* EXERCISE GOAL: Check which lines of the entries that follow hold "DetectionParams", then give the number of those lines and nothing more.

* DATA SUPPLIED:
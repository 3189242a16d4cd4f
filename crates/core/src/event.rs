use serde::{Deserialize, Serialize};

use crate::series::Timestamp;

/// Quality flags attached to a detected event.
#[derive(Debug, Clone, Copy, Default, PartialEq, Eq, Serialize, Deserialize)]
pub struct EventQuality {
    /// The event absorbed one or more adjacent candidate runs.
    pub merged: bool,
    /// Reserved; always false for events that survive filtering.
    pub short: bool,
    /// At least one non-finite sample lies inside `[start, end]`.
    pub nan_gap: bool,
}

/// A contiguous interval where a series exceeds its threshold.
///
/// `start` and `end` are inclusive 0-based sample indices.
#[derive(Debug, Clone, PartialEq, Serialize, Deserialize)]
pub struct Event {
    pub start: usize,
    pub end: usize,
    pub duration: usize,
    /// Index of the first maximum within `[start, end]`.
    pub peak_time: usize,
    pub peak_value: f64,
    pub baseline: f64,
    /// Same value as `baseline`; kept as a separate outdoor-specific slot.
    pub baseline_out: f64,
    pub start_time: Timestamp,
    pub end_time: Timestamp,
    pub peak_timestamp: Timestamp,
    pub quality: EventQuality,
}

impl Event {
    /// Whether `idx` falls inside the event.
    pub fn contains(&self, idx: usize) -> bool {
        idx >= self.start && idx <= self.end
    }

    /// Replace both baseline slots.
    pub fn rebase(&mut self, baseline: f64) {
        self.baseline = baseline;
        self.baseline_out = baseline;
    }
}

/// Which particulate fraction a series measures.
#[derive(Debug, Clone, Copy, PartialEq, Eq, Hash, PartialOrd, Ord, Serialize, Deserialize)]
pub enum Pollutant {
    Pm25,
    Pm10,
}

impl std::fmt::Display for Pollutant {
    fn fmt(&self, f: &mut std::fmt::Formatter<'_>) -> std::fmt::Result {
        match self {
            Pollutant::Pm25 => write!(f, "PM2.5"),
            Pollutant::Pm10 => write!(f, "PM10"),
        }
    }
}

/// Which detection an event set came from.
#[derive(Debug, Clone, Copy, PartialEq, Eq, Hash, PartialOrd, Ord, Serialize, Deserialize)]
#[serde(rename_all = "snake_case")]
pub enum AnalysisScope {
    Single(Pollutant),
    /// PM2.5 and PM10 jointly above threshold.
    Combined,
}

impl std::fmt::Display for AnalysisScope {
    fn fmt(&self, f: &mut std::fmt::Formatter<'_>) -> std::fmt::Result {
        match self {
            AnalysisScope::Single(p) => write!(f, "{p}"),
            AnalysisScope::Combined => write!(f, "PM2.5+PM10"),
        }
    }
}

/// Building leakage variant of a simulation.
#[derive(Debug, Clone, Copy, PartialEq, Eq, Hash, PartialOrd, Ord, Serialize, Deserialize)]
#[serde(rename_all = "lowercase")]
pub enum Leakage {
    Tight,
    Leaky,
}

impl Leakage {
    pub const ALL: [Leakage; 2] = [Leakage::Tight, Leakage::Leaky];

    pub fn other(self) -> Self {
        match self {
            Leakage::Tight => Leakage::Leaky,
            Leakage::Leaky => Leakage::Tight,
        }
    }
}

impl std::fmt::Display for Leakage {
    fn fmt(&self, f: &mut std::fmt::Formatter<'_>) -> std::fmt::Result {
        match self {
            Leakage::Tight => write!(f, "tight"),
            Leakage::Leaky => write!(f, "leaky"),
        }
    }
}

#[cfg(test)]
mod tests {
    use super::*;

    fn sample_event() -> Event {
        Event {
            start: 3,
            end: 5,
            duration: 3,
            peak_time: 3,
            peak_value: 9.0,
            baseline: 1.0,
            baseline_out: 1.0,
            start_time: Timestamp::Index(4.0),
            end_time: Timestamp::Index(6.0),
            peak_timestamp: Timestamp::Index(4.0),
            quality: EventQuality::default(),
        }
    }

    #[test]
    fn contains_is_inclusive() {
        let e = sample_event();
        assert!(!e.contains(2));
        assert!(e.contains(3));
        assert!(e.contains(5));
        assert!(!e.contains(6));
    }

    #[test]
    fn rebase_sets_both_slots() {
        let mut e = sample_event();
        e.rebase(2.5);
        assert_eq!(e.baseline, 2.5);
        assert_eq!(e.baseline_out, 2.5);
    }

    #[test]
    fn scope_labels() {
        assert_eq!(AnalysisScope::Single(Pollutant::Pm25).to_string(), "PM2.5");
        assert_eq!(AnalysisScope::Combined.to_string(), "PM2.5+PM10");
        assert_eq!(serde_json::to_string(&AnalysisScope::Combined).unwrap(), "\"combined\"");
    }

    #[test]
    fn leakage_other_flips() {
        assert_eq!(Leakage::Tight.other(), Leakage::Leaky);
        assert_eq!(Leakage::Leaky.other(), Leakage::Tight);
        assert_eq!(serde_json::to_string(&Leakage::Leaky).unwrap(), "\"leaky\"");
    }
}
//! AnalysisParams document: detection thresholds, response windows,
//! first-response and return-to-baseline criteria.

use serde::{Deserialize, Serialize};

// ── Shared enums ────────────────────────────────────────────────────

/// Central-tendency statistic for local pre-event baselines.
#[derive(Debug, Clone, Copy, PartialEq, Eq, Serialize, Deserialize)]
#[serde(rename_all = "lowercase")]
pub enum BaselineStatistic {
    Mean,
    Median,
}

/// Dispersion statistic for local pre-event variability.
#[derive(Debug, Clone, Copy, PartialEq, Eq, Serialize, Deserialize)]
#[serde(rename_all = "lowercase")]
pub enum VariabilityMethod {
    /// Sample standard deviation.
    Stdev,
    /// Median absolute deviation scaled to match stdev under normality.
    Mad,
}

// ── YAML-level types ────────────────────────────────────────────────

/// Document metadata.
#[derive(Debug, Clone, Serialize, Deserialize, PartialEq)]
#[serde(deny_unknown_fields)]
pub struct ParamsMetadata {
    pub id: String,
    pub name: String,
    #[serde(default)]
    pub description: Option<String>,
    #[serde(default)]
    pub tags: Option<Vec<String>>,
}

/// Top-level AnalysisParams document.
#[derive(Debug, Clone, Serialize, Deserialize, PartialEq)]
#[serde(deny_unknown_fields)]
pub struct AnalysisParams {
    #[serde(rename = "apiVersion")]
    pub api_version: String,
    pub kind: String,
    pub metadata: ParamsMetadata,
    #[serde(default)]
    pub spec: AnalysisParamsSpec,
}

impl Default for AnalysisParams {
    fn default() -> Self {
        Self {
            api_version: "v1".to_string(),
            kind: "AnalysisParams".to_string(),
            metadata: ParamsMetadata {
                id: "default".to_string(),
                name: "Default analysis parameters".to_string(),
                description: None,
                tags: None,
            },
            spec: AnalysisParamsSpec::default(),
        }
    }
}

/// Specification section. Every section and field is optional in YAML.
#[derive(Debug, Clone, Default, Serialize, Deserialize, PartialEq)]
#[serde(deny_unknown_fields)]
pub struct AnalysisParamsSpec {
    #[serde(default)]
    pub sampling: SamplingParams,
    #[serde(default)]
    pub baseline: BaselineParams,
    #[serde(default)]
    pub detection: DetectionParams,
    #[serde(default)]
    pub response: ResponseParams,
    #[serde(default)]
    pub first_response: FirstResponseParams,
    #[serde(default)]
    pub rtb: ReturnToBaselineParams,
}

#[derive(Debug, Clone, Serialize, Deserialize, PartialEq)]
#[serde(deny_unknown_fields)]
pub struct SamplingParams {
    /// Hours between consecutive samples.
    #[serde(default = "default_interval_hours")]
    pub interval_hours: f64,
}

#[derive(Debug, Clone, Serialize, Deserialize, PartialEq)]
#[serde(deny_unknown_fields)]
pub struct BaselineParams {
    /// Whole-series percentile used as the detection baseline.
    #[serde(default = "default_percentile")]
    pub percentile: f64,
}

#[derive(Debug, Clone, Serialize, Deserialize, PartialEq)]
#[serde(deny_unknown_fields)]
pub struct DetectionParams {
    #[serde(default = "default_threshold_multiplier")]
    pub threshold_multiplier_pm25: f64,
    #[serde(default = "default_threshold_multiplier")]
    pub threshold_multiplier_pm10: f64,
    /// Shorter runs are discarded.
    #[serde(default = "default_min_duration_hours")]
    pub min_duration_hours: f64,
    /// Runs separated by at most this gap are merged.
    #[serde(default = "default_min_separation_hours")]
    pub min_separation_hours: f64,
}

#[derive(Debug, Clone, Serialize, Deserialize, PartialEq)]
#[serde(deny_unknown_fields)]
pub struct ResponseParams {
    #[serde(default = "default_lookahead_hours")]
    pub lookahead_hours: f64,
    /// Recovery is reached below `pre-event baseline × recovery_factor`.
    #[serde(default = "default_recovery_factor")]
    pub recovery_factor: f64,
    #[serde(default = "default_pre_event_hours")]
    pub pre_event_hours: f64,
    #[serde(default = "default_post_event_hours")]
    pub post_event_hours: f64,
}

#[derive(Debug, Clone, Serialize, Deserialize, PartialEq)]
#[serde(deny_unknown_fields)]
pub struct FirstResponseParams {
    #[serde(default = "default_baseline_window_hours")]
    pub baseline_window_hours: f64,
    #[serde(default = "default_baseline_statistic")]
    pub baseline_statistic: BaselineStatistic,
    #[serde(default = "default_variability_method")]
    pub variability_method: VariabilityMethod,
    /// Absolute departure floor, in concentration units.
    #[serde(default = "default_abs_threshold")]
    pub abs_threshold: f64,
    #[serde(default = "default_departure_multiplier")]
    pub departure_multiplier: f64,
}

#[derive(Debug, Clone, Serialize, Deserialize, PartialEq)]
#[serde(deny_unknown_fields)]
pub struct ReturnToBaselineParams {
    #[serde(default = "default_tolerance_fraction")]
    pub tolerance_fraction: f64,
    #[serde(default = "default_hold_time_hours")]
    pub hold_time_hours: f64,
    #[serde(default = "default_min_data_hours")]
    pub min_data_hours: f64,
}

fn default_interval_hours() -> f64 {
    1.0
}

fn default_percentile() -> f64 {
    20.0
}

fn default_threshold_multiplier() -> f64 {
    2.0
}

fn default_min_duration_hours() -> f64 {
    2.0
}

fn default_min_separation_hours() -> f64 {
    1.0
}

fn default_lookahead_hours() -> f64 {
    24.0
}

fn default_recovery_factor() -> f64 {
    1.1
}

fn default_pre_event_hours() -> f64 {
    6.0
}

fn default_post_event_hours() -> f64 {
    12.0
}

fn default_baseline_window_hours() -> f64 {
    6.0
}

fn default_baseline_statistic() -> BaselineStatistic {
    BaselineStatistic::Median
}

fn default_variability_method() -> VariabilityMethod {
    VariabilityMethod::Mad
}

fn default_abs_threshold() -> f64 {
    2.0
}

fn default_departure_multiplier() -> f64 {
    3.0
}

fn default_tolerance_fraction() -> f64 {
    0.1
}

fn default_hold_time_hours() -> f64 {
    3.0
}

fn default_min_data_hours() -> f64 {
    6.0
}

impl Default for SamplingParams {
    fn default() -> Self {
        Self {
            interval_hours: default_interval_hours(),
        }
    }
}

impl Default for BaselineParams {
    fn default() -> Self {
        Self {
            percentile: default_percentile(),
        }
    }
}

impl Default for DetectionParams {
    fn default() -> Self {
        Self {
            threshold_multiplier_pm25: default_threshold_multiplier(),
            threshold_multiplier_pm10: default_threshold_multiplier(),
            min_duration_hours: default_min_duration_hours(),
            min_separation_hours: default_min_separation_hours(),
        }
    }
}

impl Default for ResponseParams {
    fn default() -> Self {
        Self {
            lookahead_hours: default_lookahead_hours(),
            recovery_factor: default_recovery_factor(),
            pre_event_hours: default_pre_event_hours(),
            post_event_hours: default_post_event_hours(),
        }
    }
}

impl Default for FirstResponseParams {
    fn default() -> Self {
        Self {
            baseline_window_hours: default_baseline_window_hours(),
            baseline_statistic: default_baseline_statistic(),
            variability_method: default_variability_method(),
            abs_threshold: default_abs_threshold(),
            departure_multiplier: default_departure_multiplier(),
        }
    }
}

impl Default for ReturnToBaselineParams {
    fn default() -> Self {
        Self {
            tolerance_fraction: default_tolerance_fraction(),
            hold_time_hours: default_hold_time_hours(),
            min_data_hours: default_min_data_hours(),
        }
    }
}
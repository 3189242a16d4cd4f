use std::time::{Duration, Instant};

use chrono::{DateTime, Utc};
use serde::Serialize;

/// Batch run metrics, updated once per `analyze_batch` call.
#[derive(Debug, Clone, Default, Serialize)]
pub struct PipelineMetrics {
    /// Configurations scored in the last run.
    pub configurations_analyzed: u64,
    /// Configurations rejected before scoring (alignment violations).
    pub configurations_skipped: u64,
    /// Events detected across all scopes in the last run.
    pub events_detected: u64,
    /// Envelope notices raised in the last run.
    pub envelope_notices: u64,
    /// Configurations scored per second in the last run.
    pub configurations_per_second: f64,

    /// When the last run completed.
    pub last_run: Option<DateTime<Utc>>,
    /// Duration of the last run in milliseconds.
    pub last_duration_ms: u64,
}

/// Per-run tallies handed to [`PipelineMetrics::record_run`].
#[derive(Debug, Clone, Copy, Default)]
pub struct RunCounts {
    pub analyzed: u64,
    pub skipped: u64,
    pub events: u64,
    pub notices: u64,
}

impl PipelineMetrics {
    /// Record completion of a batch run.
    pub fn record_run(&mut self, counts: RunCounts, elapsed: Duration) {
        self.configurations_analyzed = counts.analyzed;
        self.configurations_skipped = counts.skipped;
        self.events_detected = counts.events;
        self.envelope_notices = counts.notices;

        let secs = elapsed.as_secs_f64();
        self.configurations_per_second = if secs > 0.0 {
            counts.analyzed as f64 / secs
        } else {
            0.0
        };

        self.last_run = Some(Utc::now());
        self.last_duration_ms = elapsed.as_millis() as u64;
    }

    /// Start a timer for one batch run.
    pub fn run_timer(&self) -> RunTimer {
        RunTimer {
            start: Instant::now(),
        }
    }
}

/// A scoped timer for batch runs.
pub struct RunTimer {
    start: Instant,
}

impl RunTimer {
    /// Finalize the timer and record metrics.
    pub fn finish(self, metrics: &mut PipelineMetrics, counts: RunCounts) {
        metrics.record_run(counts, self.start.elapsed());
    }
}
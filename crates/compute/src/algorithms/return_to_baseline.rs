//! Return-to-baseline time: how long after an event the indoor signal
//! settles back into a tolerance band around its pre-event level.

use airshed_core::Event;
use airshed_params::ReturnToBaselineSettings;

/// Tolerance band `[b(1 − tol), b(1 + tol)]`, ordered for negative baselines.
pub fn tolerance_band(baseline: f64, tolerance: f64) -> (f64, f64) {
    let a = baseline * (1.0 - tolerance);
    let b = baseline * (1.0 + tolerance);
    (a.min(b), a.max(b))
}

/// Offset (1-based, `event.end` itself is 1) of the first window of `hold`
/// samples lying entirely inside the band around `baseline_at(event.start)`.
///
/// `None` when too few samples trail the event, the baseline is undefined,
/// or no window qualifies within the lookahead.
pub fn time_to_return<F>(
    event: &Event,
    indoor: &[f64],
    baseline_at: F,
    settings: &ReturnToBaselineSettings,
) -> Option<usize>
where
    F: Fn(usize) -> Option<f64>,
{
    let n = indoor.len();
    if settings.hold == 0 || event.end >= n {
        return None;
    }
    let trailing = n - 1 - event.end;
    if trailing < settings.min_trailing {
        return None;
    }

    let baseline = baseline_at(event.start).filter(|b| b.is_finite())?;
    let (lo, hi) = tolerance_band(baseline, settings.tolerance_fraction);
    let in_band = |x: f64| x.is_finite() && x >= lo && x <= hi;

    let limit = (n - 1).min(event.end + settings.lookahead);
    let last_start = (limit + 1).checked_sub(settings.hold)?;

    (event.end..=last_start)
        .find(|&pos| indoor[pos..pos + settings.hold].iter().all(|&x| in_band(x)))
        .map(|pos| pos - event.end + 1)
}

* RESPONSE BELOW: 3